CPEC is often referred to as a game-changer for the entire region, not just for Pakistan. However, tangible results of CPEC investments have been less visible. If the commitment of $27 billion is not merely talk, it is, no doubt, a plan that can change the whole scenario.

Recently, Pakistan and Saudi Arabia signed an investment agreement worth $21 billion. This includes about $10 billion for an oil refinery, $1 billion for a petrochemical complex at Gwadar port, and $5 billion in commercial investment. This is a significant move, especially considering that Saudi oil giant Aramco is set to open its first branded retail gas station in Pakistan by the end of the year after acquiring a 40% stake in Gas and Oil Pakistan Limited. China’s Shanxi Coal and Chemical Industry Group has shown interest in investing in Pakistan’s energy sector, aiming to strengthen Pakistan-China economic cooperation.
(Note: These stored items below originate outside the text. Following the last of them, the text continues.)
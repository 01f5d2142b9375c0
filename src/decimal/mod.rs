// SPDX-FileCopyrightText: 2024 Nils Jochem
// SPDX-License-Identifier: MPL-2.0
//! Conversion between decimal text and magnitudes.
//!
//! Both directions work on base `10^9` "super limbs". Small numbers are folded one super limb at a time,
//! big ones are split recursively along the powers `(10^9)^(2^k)`, see [`PowersOf1e9`].

mod format;
mod number_buffer;
mod parse;
mod powers;

pub use format::{format_decimal, format_decimal_with, to_super_limbs};
pub use number_buffer::NumberBuffer;
pub use parse::{magnitude_of, parse_decimal, parse_decimal_with};
pub use powers::PowersOf1e9;

/// `10^9`, the biggest power of ten that fits into 32 bits
pub const TEN_POW_MAX_PARTIAL: u32 = 1_000_000_000;
/// number of decimal digits in one super limb
pub const MAX_PARTIAL_DIGITS: usize = 9;
/// the most decimal digits in front of the decimal point a parsed number may have
pub const MAX_SCALE: usize = i32::MAX as usize;

#[derive(Debug, Clone, Copy, PartialEq, Eq, derive_more::Display, derive_more::Error)]
pub enum ParseError {
    #[display("no digits to parse")]
    Empty,
    #[display("unexpected {digit:?} at position {position}")]
    InvalidDigit { digit: char, position: usize },
    #[display("non zero digit after the decimal point at position {position}")]
    NonZeroFraction { position: usize },
    #[display("number has too many decimal digits")]
    Overflow,
}
impl ParseError {
    /// overflow is the only error a syntactically valid number can produce
    pub const fn is_overflow(&self) -> bool {
        matches!(self, Self::Overflow)
    }
}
Such investments have the potential to bolster Pakistan’s economy and address the challenges faced by everyday citizens, particularly in the energy sector.

However, while these agreements are promising, our institutions and government should not become complacent. They must ensure that foreign investors receive all the necessary facilities, including adequate space for projects and a conducive environment for investment. Energy supply should not only be sufficient but also affordable, as high energy costs have previously driven local investors to relocate their businesses to other countries.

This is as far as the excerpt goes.